Chen Chao, Tian Yuan-Xin, Zou Xiao-Yong, Cai Pei-Xiang, Mo Jin-Yuan
School of Chemistry and Chemical Engineering, Sun Yat-Sen University, Guangzhou 510275, People's Republic of China.
J Theor Biol. 2006 Dec 7;243(3):444-8. doi: 10.1016/j.jtbi.2006.06.025. Epub 2006 Jul 1.
As a result of genome and other sequencing projects, the gap between the number of known protein sequences and the number of known protein structural classes is widening rapidly. In order to narrow this gap, it is vitally important to develop a computational prediction method for fast and accurately determining the protein structural class. In this paper, a novel predictor is developed for predicting protein structural class. It is featured by employing a support vector machine learning system and using a different pseudo-amino acid composition (PseAA), which was introduced to, to some extent, take into account the sequence-order effects to represent protein samples. As a demonstration, the jackknife cross-validation test was performed on a working dataset that contains 204 non-homologous proteins. The predicted results are very encouraging, indicating that the current predictor featured with the PseAA may play an important complementary role to the elegant covariant discriminant predictor and other existing algorithms.

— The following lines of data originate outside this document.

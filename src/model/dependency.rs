use crate::metadata::Annotation;
use scabbard_core::types::{ClassName, Type};
use std::cmp::Ordering;
use std::fmt;
use std::hash::{Hash, Hasher};

/// What must be supplied: a type plus an optional qualifier.
///
/// Equality, hashing and ordering work on the boxed type, so `int` and
/// `java.lang.Integer` identify the same dependency.
#[derive(Debug, Clone)]
pub struct Dependency {
    pub dependency_type: Type,
    pub qualifier: Option<Annotation>,
}

impl Dependency {
    pub fn new(dependency_type: Type) -> Self {
        Self {
            dependency_type,
            qualifier: None,
        }
    }

    pub fn qualified(dependency_type: Type, qualifier: Option<Annotation>) -> Self {
        Self {
            dependency_type,
            qualifier,
        }
    }

    pub fn of_class(class: ClassName) -> Self {
        Self::new(Type::Class(class))
    }

    /// Same dependency with the primitive type replaced by its boxed class
    pub fn boxed(&self) -> Dependency {
        Dependency {
            dependency_type: self.dependency_type.boxed(),
            qualifier: self.qualifier.clone(),
        }
    }

    pub fn raw_class(&self) -> Option<&ClassName> {
        self.dependency_type.raw_class()
    }
}

impl PartialEq for Dependency {
    fn eq(&self, other: &Self) -> bool {
        self.qualifier == other.qualifier
            && self.dependency_type.boxed() == other.dependency_type.boxed()
    }
}

impl Eq for Dependency {}

impl Hash for Dependency {
    fn hash<H: Hasher>(&self, state: &mut H) {
        self.dependency_type.boxed().hash(state);
        self.qualifier.hash(state);
    }
}

impl PartialOrd for Dependency {
    fn partial_cmp(&self, other: &Self) -> Option<Ordering> {
        Some(self.cmp(other))
    }
}

impl Ord for Dependency {
    fn cmp(&self, other: &Self) -> Ordering {
        self.dependency_type
            .boxed()
            .cmp(&other.dependency_type.boxed())
            .then_with(|| self.qualifier.cmp(&other.qualifier))
    }
}

impl fmt::Display for Dependency {
    fn fmt(&self, f: &mut fmt::Formatter<'_>) -> fmt::Result {
        if let Some(ref qualifier) = self.qualifier {
            write!(f, "@{}", qualifier.annotation_type)?;
            if !qualifier.values.is_empty() {
                let values: Vec<String> = qualifier
                    .values
                    .iter()
                    .map(|(name, value)| format!("{}={:?}", name, value))
                    .collect();
                write!(f, "({})", values.join(", "))?;
            }
            f.write_str(" ")?;
        }
        write!(f, "{}", self.dependency_type)
    }
}

/// How a resolved value is adapted at the use site
#[derive(Debug, Clone, PartialEq, Eq, Hash, PartialOrd, Ord)]
pub enum Converter {
    /// The caller wants the provider itself
    Identity,
    /// The caller wants the instance
    Instance,
    /// The caller wants a lazily-evaluated wrapper around the provider
    Adapter { adapter_type: ClassName },
}

impl Converter {
    /// True when the value is obtained eagerly while providing the dependent
    pub fn is_eager(&self) -> bool {
        matches!(self, Converter::Instance)
    }
}

/// A dependency plus the converter applied to it at the injection site
#[derive(Debug, Clone, PartialEq, Eq, Hash, PartialOrd, Ord)]
pub struct Injectee {
    pub dependency: Dependency,
    pub converter: Converter,
}

impl Injectee {
    pub fn new(dependency: Dependency, converter: Converter) -> Self {
        Self {
            dependency,
            converter,
        }
    }

    pub fn instance(dependency: Dependency) -> Self {
        Self::new(dependency, Converter::Instance)
    }
}

impl fmt::Display for Injectee {
    fn fmt(&self, f: &mut fmt::Formatter<'_>) -> fmt::Result {
        match self.converter {
            Converter::Identity => write!(f, "Provider<{}>", self.dependency),
            Converter::Instance => write!(f, "{}", self.dependency),
            Converter::Adapter { ref adapter_type } => {
                write!(f, "{}<{}>", adapter_type.simple_name(), self.dependency)
            }
        }
    }
}

#[cfg(test)]
mod tests {
    use super::*;
    use crate::metadata::AnnotationValue;
    use std::collections::hash_map::DefaultHasher;
    use std::collections::HashSet;

    fn dependency(type_name: &str) -> Dependency {
        Dependency::new(Type::parse(type_name).unwrap())
    }

    fn hash_of(value: &Dependency) -> u64 {
        let mut hasher = DefaultHasher::new();
        value.hash(&mut hasher);
        hasher.finish()
    }

    fn named(value: &str) -> Annotation {
        Annotation::new(ClassName::parse("javax.inject.Named").unwrap())
            .with_value("value", AnnotationValue::String(value.to_string()))
    }

    #[test]
    fn test_primitive_and_boxed_are_equal() {
        let primitive = dependency("int");
        let boxed = dependency("java.lang.Integer");
        assert_eq!(primitive, boxed);
        assert_eq!(hash_of(&primitive), hash_of(&boxed));
        assert_eq!(primitive.cmp(&boxed), Ordering::Equal);

        let mut set = HashSet::new();
        set.insert(primitive);
        assert!(set.contains(&boxed));
    }

    #[test]
    fn test_all_primitives_box_consistently() {
        for primitive in scabbard_core::types::Primitive::ALL {
            let raw = Dependency::new(Type::Primitive(primitive));
            let boxed = Dependency::of_class(primitive.boxed_class());
            assert_eq!(raw, boxed);
            assert_eq!(hash_of(&raw), hash_of(&boxed));
        }
    }

    #[test]
    fn test_qualifier_distinguishes() {
        let plain = dependency("a.Foo");
        let first = Dependency::qualified(Type::parse("a.Foo").unwrap(), Some(named("first")));
        let second = Dependency::qualified(Type::parse("a.Foo").unwrap(), Some(named("second")));
        assert_ne!(plain, first);
        assert_ne!(first, second);
        assert_eq!(first, first.clone());
    }

    #[test]
    fn test_display() {
        let qualified = Dependency::qualified(Type::parse("a.Foo").unwrap(), Some(named("x")));
        assert_eq!(
            qualified.to_string(),
            "@javax.inject.Named(value=String(\"x\")) a.Foo"
        );
        assert_eq!(dependency("int").to_string(), "int");
    }

    #[test]
    fn test_injectee_display_and_eagerness() {
        let lazy = Injectee::new(
            dependency("a.Foo"),
            Converter::Adapter {
                adapter_type: ClassName::parse("io.scabbard.internal.LazyAdapter").unwrap(),
            },
        );
        assert_eq!(lazy.to_string(), "LazyAdapter<a.Foo>");
        assert!(!lazy.converter.is_eager());
        assert!(Injectee::instance(dependency("a.Foo")).converter.is_eager());
        assert!(!Converter::Identity.is_eager());
    }
}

由于基因组及其他测序项目,已知蛋白质序列数量与已知蛋白质结构类别的数量之间的差距正在迅速扩大。为了缩小这一差距,开发一种用于快速准确确定蛋白质结构类别的计算预测方法至关重要。本文开发了一种用于预测蛋白质结构类别的新型预测器。其特点是采用支持向量机学习系统,并使用一种不同的伪氨基酸组成(PseAA),在一定程度上引入该组成是为了考虑序列顺序效应来表征蛋白质样本。作为一个示例,在一个包含204个非同源蛋白质的工作数据集上进行了留一法交叉验证测试。预测结果非常令人鼓舞,表明当前具有PseAA特征的预测器可能对优雅的协变判别预测器和其他现有算法起到重要的补充作用。